At what point on the parabola y = 1-x^2 does the tangent have the property that it cuts from the first quadrant a triangle of minimum area? Find the minimum area.

To find the point on the parabola where the tangent cuts a triangle of minimum area in the first quadrant, we need to determine the minimum area triangle formed between the tangent and the x-axis.

First, let's find the equation of the tangent line to the parabola at a general point (x, y). The slope of the tangent line is the derivative of the curve at that point.
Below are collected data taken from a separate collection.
//! Engine events for state change notifications.
//!
//! Events are emitted for every committed state change of the controller and
//! the registry, carrying before/after values and the timestamp of the
//! change. Rejected operations never emit.

use serde::{Deserialize, Serialize};
use std::collections::VecDeque;

use crate::oracle::Price;
use crate::utils::constants::MAX_BUFFERED_EVENTS;
use crate::utils::crypto::{Address, Hash};
use crate::utils::time::Timestamp;

// ═══════════════════════════════════════════════════════════════════════════════
// EVENT TYPES
// ═══════════════════════════════════════════════════════════════════════════════

/// All engine event types
#[derive(Debug, Clone, PartialEq, Eq, Serialize, Deserialize)]
pub enum EngineEvent {
    // Issuance Events
    /// Issued tokens minted against collateral
    Mint(MintEvent),
    /// Issued tokens burned for collateral
    Redeem(RedeemEvent),

    // Oracle Events
    /// Reference price moved
    PriceUpdated(PriceUpdatedEvent),
    /// Oracle replacement proposed
    OracleProposed(OracleProposedEvent),
    /// Oracle replacement executed
    OracleActivated(OracleActivatedEvent),
    /// Oracle replacement withdrawn
    OracleCancelled(OracleCancelledEvent),

    // Registry Events
    /// Issuer registered or reactivated
    IssuerAdded(IssuerEvent),
    /// Issuer deactivated
    IssuerRemoved(IssuerEvent),
    /// Daily limit changed
    LimitUpdated(LimitUpdatedEvent),

    // Control Events
    /// Pause flag raised
    Paused(PauseEvent),
    /// Pause flag cleared
    Resumed(PauseEvent),
    /// Emergency withdrawal executed
    EmergencyAction(EmergencyActionEvent),
    /// Controller parameter changed
    ConfigChanged(ConfigChangedEvent),
}

impl EngineEvent {
    /// Get the event type as a string
    pub fn event_type(&self) -> &'static str {
        match self {
            Self::Mint(_) => "Mint",
            Self::Redeem(_) => "Redeem",
            Self::PriceUpdated(_) => "PriceUpdated",
            Self::OracleProposed(_) => "OracleProposed",
            Self::OracleActivated(_) => "OracleActivated",
            Self::OracleCancelled(_) => "OracleCancelled",
            Self::IssuerAdded(_) => "IssuerAdded",
            Self::IssuerRemoved(_) => "IssuerRemoved",
            Self::LimitUpdated(_) => "LimitUpdated",
            Self::Paused(_) => "Paused",
            Self::Resumed(_) => "Resumed",
            Self::EmergencyAction(_) => "EmergencyAction",
            Self::ConfigChanged(_) => "ConfigChanged",
        }
    }

    /// Get the timestamp of the event
    pub fn timestamp(&self) -> Timestamp {
        match self {
            Self::Mint(e) => e.timestamp,
            Self::Redeem(e) => e.timestamp,
            Self::PriceUpdated(e) => e.timestamp,
            Self::OracleProposed(e) => e.timestamp,
            Self::OracleActivated(e) => e.timestamp,
            Self::OracleCancelled(e) => e.timestamp,
            Self::IssuerAdded(e) => e.timestamp,
            Self::IssuerRemoved(e) => e.timestamp,
            Self::LimitUpdated(e) => e.timestamp,
            Self::Paused(e) => e.timestamp,
            Self::Resumed(e) => e.timestamp,
            Self::EmergencyAction(e) => e.timestamp,
            Self::ConfigChanged(e) => e.timestamp,
        }
    }

    /// Compute event hash
    pub fn hash(&self) -> Hash {
        let data = bincode::serialize(self).unwrap_or_default();
        Hash::sha256(&data)
    }
}

// ═══════════════════════════════════════════════════════════════════════════════
// ISSUANCE EVENTS
// ═══════════════════════════════════════════════════════════════════════════════

/// Event emitted on a committed mint
#[derive(Debug, Clone, PartialEq, Eq, Serialize, Deserialize)]
pub struct MintEvent {
    /// Recipient of the issued tokens
    pub caller: Address,
    /// Collateral deposited (18 decimals)
    pub collateral_in: u128,
    /// Tokens issued (6 decimals)
    pub issued: u128,
    /// Price used
    pub price: Price,
    /// Reserve after the mint
    pub reserve_after: u128,
    /// Timestamp
    pub timestamp: Timestamp,
}

/// Event emitted on a committed redeem
#[derive(Debug, Clone, PartialEq, Eq, Serialize, Deserialize)]
pub struct RedeemEvent {
    /// Holder burning tokens
    pub caller: Address,
    /// Tokens burned (6 decimals)
    pub burned: u128,
    /// Collateral paid out (18 decimals)
    pub collateral_out: u128,
    /// Price used
    pub price: Price,
    /// Reserve after the redeem
    pub reserve_after: u128,
    /// Timestamp
    pub timestamp: Timestamp,
}

// ═══════════════════════════════════════════════════════════════════════════════
// ORACLE EVENTS
// ═══════════════════════════════════════════════════════════════════════════════

/// Event emitted when the reference price changes
#[derive(Debug, Clone, PartialEq, Eq, Serialize, Deserialize)]
pub struct PriceUpdatedEvent {
    /// Previous reference price (0 before the first quote)
    pub previous_price: Price,
    /// New reference price
    pub price: Price,
    /// Number of recorded updates including this one
    pub update_count: u64,
    /// Timestamp
    pub timestamp: Timestamp,
}

/// Event emitted when an oracle replacement is proposed
#[derive(Debug, Clone, PartialEq, Eq, Serialize, Deserialize)]
pub struct OracleProposedEvent {
    /// Oracle currently active
    pub current: Address,
    /// Proposed replacement
    pub candidate: Address,
    /// Previously pending candidate this proposal replaced, if any
    pub replaced: Option<Address>,
    /// Earliest activation time
    pub eta: Timestamp,
    /// Timestamp
    pub timestamp: Timestamp,
}

/// Event emitted when a pending oracle becomes active
#[derive(Debug, Clone, PartialEq, Eq, Serialize, Deserialize)]
pub struct OracleActivatedEvent {
    /// Oracle replaced
    pub previous: Address,
    /// Oracle now active
    pub current: Address,
    /// First price read from the new oracle
    pub price: Price,
    /// Timestamp
    pub timestamp: Timestamp,
}

/// Event emitted when a pending proposal is withdrawn
#[derive(Debug, Clone, PartialEq, Eq, Serialize, Deserialize)]
pub struct OracleCancelledEvent {
    /// Candidate that was pending
    pub candidate: Address,
    /// Its activation time
    pub eta: Timestamp,
    /// Timestamp
    pub timestamp: Timestamp,
}

// ═══════════════════════════════════════════════════════════════════════════════
// REGISTRY EVENTS
// ═══════════════════════════════════════════════════════════════════════════════

/// Event emitted when an issuer is added, reactivated or removed
#[derive(Debug, Clone, PartialEq, Eq, Serialize, Deserialize)]
pub struct IssuerEvent {
    /// Issuer identity
    pub issuer: Address,
    /// Issuer name
    pub name: String,
    /// Daily limit in force
    pub daily_limit: u128,
    /// Timestamp
    pub timestamp: Timestamp,
}

/// Which limit a [`LimitUpdatedEvent`] refers to
#[derive(Debug, Clone, Copy, PartialEq, Eq, Serialize, Deserialize)]
pub enum LimitScope {
    /// One issuer's daily limit
    Issuer(Address),
    /// The global daily limit
    Global,
}

/// Event emitted when a daily limit changes
#[derive(Debug, Clone, PartialEq, Eq, Serialize, Deserialize)]
pub struct LimitUpdatedEvent {
    /// Limit changed
    pub scope: LimitScope,
    /// Previous limit
    pub old_limit: u128,
    /// New limit
    pub new_limit: u128,
    /// Timestamp
    pub timestamp: Timestamp,
}

// ═══════════════════════════════════════════════════════════════════════════════
// CONTROL EVENTS
// ═══════════════════════════════════════════════════════════════════════════════

/// Pause flag
#[derive(Debug, Clone, Copy, PartialEq, Eq, Hash, Serialize, Deserialize)]
pub enum PauseTarget {
    /// Everything
    Global,
    /// Mint only
    Mint,
    /// Redeem only
    Redeem,
}

impl std::fmt::Display for PauseTarget {
    fn fmt(&self, f: &mut std::fmt::Formatter<'_>) -> std::fmt::Result {
        match self {
            PauseTarget::Global => write!(f, "global"),
            PauseTarget::Mint => write!(f, "mint"),
            PauseTarget::Redeem => write!(f, "redeem"),
        }
    }
}

/// Event emitted when a pause flag is raised or cleared
#[derive(Debug, Clone, PartialEq, Eq, Serialize, Deserialize)]
pub struct PauseEvent {
    /// Flag changed
    pub target: PauseTarget,
    /// Admin who changed it
    pub by: Address,
    /// Timestamp
    pub timestamp: Timestamp,
}

/// Emergency withdrawal kind
#[derive(Debug, Clone, Copy, PartialEq, Eq, Serialize, Deserialize)]
pub enum EmergencyKind {
    /// Collateral taken out of the reserve
    WithdrawCollateral,
    /// Issued tokens held by the controller moved out
    WithdrawToken,
}

/// Event emitted on an emergency withdrawal
#[derive(Debug, Clone, PartialEq, Eq, Serialize, Deserialize)]
pub struct EmergencyActionEvent {
    /// What was withdrawn
    pub kind: EmergencyKind,
    /// Emergency operator
    pub by: Address,
    /// Recipient
    pub to: Address,
    /// Amount moved
    pub amount: u128,
    /// Balance before the withdrawal
    pub balance_before: u128,
    /// Balance after the withdrawal
    pub balance_after: u128,
    /// Timestamp
    pub timestamp: Timestamp,
}

/// Event emitted when a controller parameter changes
#[derive(Debug, Clone, PartialEq, Eq, Serialize, Deserialize)]
pub struct ConfigChangedEvent {
    /// Parameter that changed
    pub parameter: String,
    /// Old value (as string for flexibility)
    pub old_value: String,
    /// New value
    pub new_value: String,
    /// Timestamp
    pub timestamp: Timestamp,
}

// ═══════════════════════════════════════════════════════════════════════════════
// EVENT LOG
// ═══════════════════════════════════════════════════════════════════════════════

/// Bounded buffer of emitted events; the oldest are dropped first
#[derive(Debug, Clone, Serialize, Deserialize)]
pub struct EventLog {
    events: VecDeque<EngineEvent>,
    capacity: usize,
    dropped: u64,
}

impl Default for EventLog {
    fn default() -> Self {
        Self::new()
    }
}

impl EventLog {
    /// Create a new empty event log holding up to `MAX_BUFFERED_EVENTS`
    pub fn new() -> Self {
        Self::with_capacity(MAX_BUFFERED_EVENTS)
    }

    /// Create a log holding up to `capacity` events
    pub fn with_capacity(capacity: usize) -> Self {
        Self {
            events: VecDeque::new(),
            capacity: capacity.max(1),
            dropped: 0,
        }
    }

    /// Add an event to the log
    pub fn push(&mut self, event: EngineEvent) {
        if self.events.len() == self.capacity {
            self.events.pop_front();
            self.dropped += 1;
        }
        self.events.push_back(event);
    }

    /// Get all buffered events, oldest first
    pub fn events(&self) -> Vec<EngineEvent> {
        self.events.iter().cloned().collect()
    }

    /// Remove and return all buffered events
    pub fn drain(&mut self) -> Vec<EngineEvent> {
        self.events.drain(..).collect()
    }

    /// Get events of a specific type
    pub fn filter_by_type(&self, event_type: &str) -> Vec<&EngineEvent> {
        self.events
            .iter()
            .filter(|e| e.event_type() == event_type)
            .collect()
    }

    /// Most recent event
    pub fn last(&self) -> Option<&EngineEvent> {
        self.events.back()
    }

    /// Get the number of events
    pub fn len(&self) -> usize {
        self.events.len()
    }

    /// Check if empty
    pub fn is_empty(&self) -> bool {
        self.events.is_empty()
    }

    /// Events evicted because the buffer was full
    pub fn dropped(&self) -> u64 {
        self.dropped
    }

    /// Hash chain over the buffered events
    pub fn digest(&self) -> Hash {
        self.events.iter().fold(Hash::zero(), |acc, e| {
            let mut data = Vec::with_capacity(64);
            data.extend_from_slice(acc.as_bytes());
            data.extend_from_slice(e.hash().as_bytes());
            Hash::sha256(&data)
        })
    }
}

// ═══════════════════════════════════════════════════════════════════════════════
// TESTS
// ═══════════════════════════════════════════════════════════════════════════════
Taking the derivative of y = 1 - x^2 with respect to x:

dy/dx = -2x

Since the slope of the tangent line is equal to dy/dx at the point of tangency, the equation of the tangent line becomes:

y - (1 - x^2) = -2x(x - x_0)

where (x_0, y_0) is the point of tangency. Rearranging this equation gives:

y = -2x^2 + 2xx_0 - x_0^2 + 1

Now, we want to find the value of x_0 such that the triangle formed by the tangent line and the x-axis has the minimum area. The area of a triangle is given by A = (1/2)bh, where b represents the length of the base and h represents the height.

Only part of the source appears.